Work required:
How many lines in the records below contain the word "Display"? Reply with that number only.
*** Begin section ***
//! Retry logic with linear backoff
//!
//! Transient failures are retried with a wait of `base_delay * (attempt + 1)`
//! between attempts, up to `max_attempts` total attempts. Waits can be
//! interrupted through a [`CancellationToken`].
//!
//! # Example
//!
//! ```no_run
//! use catalog_sync::retry::{Cancelled, IsRetryable, with_retry};
//! use catalog_sync::config::RetryConfig;
//! use tokio_util::sync::CancellationToken;
//!
//! #[derive(Debug)]
//! enum MyError {
//!     Transient,
//!     Aborted,
//! }
//!
//! impl std::fmt::Display for MyError {
//!     fn fmt(&self, f: &mut std::fmt::Formatter<'_>) -> std::fmt::Result {
//!         write!(f, "{self:?}")
//!     }
//! }
//!
//! impl IsRetryable for MyError {
//!     fn is_retryable(&self) -> bool {
//!         matches!(self, MyError::Transient)
//!     }
//! }
//!
//! impl From<Cancelled> for MyError {
//!     fn from(_: Cancelled) -> Self {
//!         MyError::Aborted
//!     }
//! }
//!
//! # async fn example() -> Result<(), MyError> {
//! let config = RetryConfig::default();
//! let cancel = CancellationToken::new();
//! with_retry(&config, &cancel, |_attempt| async { Ok::<_, MyError>(()) }).await?;
//! # Ok(())
//! # }
//! ```

use crate::config::RetryConfig;
use crate::error::Error;
use rand::Rng;
use std::future::Future;
use std::time::Duration;
use tokio_util::sync::CancellationToken;

/// Trait for errors that can be classified as retryable or not
///
/// Transient failures (connection refused, timeouts, rate limiting) return `true`.
/// Deterministic failures (validation errors, malformed responses) return `false`.
pub trait IsRetryable {
    /// Returns true if the error is transient and the operation should be retried
    fn is_retryable(&self) -> bool;
}

/// Marker returned when a retry loop is interrupted by cancellation
#[derive(Debug, Clone, Copy, PartialEq, Eq)]
pub struct Cancelled;

impl IsRetryable for Error {
    fn is_retryable(&self) -> bool {
        match self {
            // Connection problems and timeouts are transient
            Error::Network(e) => e.is_connect() || e.is_timeout() || e.is_request(),
            Error::Connection(_) => true,
            Error::RateLimited { .. } => true,
            Error::Io(e) => matches!(
                e.kind(),
                std::io::ErrorKind::TimedOut
                    | std::io::ErrorKind::ConnectionRefused
                    | std::io::ErrorKind::ConnectionReset
                    | std::io::ErrorKind::ConnectionAborted
                    | std::io::ErrorKind::BrokenPipe
            ),
            // Business errors are deterministic; retrying yields the same answer
            Error::RemoteBusiness { .. } | Error::Rejected { .. } => false,
            Error::RateLimitExceeded { .. } => false,
            Error::Protocol(_) => false,
            Error::MissingCategoryMapping { .. }
            | Error::MissingId { .. }
            | Error::ChannelNotFound { .. }
            | Error::Catalog(_) => false,
            Error::Config { .. } => false,
            Error::Cancelled => false,
            Error::Database(_) | Error::Sqlx(_) => false,
            Error::Serialization(_) => false,
            Error::Other(_) => false,
        }
    }
}

/// Wait before the retry that follows failed attempt `attempt` (0-based)
pub fn backoff_delay(config: &RetryConfig, attempt: u32) -> Duration {
    config
        .base_delay
        .saturating_mul(attempt.saturating_add(1))
        .min(config.max_delay)
}

/// Execute an async operation, retrying transient failures with linear backoff
///
/// The closure receives the 0-based attempt number. At most
/// `config.max_attempts` attempts are made (at least one). When the attempt
/// budget is exhausted, the last error is returned unchanged so callers can
/// decide how to escalate it.
///
/// Cancellation is checked before every attempt and interrupts the backoff
/// sleep; in both cases `E::from(Cancelled)` is returned.
pub async fn with_retry<F, Fut, T, E>(
    config: &RetryConfig,
    cancel: &CancellationToken,
    mut operation: F,
) -> Result<T, E>
where
    F: FnMut(u32) -> Fut,
    Fut: Future<Output = Result<T, E>>,
    E: IsRetryable + std::fmt::Display + From<Cancelled>,
{
    let max_attempts = config.max_attempts.max(1);
    let mut attempt = 0;

    loop {
        if cancel.is_cancelled() {
            return Err(E::from(Cancelled));
        }

        match operation(attempt).await {
            Ok(result) => {
                if attempt > 0 {
                    tracing::info!(attempts = attempt + 1, "Operation succeeded after retry");
                }
                return Ok(result);
            }
            Err(e) if e.is_retryable() && attempt + 1 < max_attempts => {
                let delay = backoff_delay(config, attempt);
                let delay = if config.jitter {
                    add_jitter(delay)
                } else {
                    delay
                };

                tracing::warn!(
                    error = %e,
                    attempt = attempt + 1,
                    max_attempts,
                    delay_ms = delay.as_millis() as u64,
                    "Operation failed, retrying"
                );

                tokio::select! {
                    _ = cancel.cancelled() => return Err(E::from(Cancelled)),
                    _ = tokio::time::sleep(delay) => {}
                }

                attempt += 1;
            }
            Err(e) => {
                if e.is_retryable() {
                    tracing::error!(
                        error = %e,
                        attempts = attempt + 1,
                        "Operation failed after all retry attempts exhausted"
                    );
                } else {
                    tracing::debug!(error = %e, "Operation failed with non-retryable error");
                }
                return Err(e);
            }
        }
    }
}

/// Add random jitter to a delay
///
/// The result lies between `delay` and `2 * delay`.
fn add_jitter(delay: Duration) -> Duration {
    let mut rng = rand::thread_rng();
    let jitter_factor: f64 = rng.gen_range(0.0..=1.0);
    Duration::from_secs_f64(delay.as_secs_f64() * (1.0 + jitter_factor))
}
//! # Addressing Modes
//!
//! This module defines the 13 addressing modes supported by the 6502
//! processor. Each mode determines how the CPU consumes the operand bytes
//! following an opcode and how it computes the effective source address.

/// 6502 addressing mode enumeration.
///
/// The resolver for each mode (see `CPU::resolve`) reads the operand bytes
/// at PC, advances PC past them, and returns the effective address the
/// operation works on.
///
/// # Operand Sizes
///
/// - **0 bytes**: Implicit, Accumulator
/// - **1 byte**: Immediate, ZeroPage, ZeroPageX, ZeroPageY, Relative,
///   IndirectX, IndirectY
/// - **2 bytes**: Absolute, AbsoluteX, AbsoluteY, Indirect
#[derive(Debug, Clone, Copy, PartialEq, Eq)]
pub enum AddressingMode {
    /// No operand, operation implied by the instruction.
    ///
    /// Examples: CLC, RTS, NOP
    Implicit,

    /// Operates directly on the accumulator register.
    ///
    /// Examples: ASL A, LSR A, ROL A
    Accumulator,

    /// 8-bit constant operand in the instruction.
    ///
    /// Example: LDA #$10. The effective address is the address of the
    /// operand byte itself.
    Immediate,

    /// 8-bit address in zero page (0x00-0xFF).
    ///
    /// Example: LDA $80 (load from address 0x0080)
    ZeroPage,

    /// Zero page address indexed by X register, wrapping within page zero.
    ///
    /// Example: LDA $80,X
    ZeroPageX,

    /// Zero page address indexed by Y register, wrapping within page zero.
    ///
    /// Example: LDX $80,Y
    ZeroPageY,

    /// Signed 8-bit offset for branch instructions, relative to the PC of
    /// the following instruction.
    ///
    /// Example: BEQ label
    Relative,

    /// Full 16-bit address.
    ///
    /// Example: JMP $1234
    Absolute,

    /// 16-bit address indexed by X register (16-bit wrapping add).
    ///
    /// Example: LDA $1234,X
    AbsoluteX,

    /// 16-bit address indexed by Y register (16-bit wrapping add).
    ///
    /// Example: LDA $1234,Y
    AbsoluteY,

    /// Indirect jump through a 16-bit pointer. Only used by JMP.
    ///
    /// When the pointer sits at the end of a page the high byte is fetched
    /// from the start of the *same* page, reproducing the documented NMOS
    /// indirect-JMP hardware bug.
    Indirect,

    /// Indexed indirect: (ZP + X) then dereference, both zero-page reads
    /// wrapping within page zero.
    ///
    /// Example: LDA ($40,X)
    IndirectX,

    /// Indirect indexed: ZP dereference then + Y.
    ///
    /// Example: LDA ($40),Y
    IndirectY,
}

impl AddressingMode {
    /// Number of operand bytes the mode consumes after the opcode.
    pub const fn operand_len(self) -> u16 {
        match self {
            AddressingMode::Implicit | AddressingMode::Accumulator => 0,
            AddressingMode::Immediate
            | AddressingMode::ZeroPage
            | AddressingMode::ZeroPageX
            | AddressingMode::ZeroPageY
            | AddressingMode::Relative
            | AddressingMode::IndirectX
            | AddressingMode::IndirectY => 1,
            AddressingMode::Absolute
            | AddressingMode::AbsoluteX
            | AddressingMode::AbsoluteY
            | AddressingMode::Indirect => 2,
        }
    }
}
*** End section ***
Response area:
2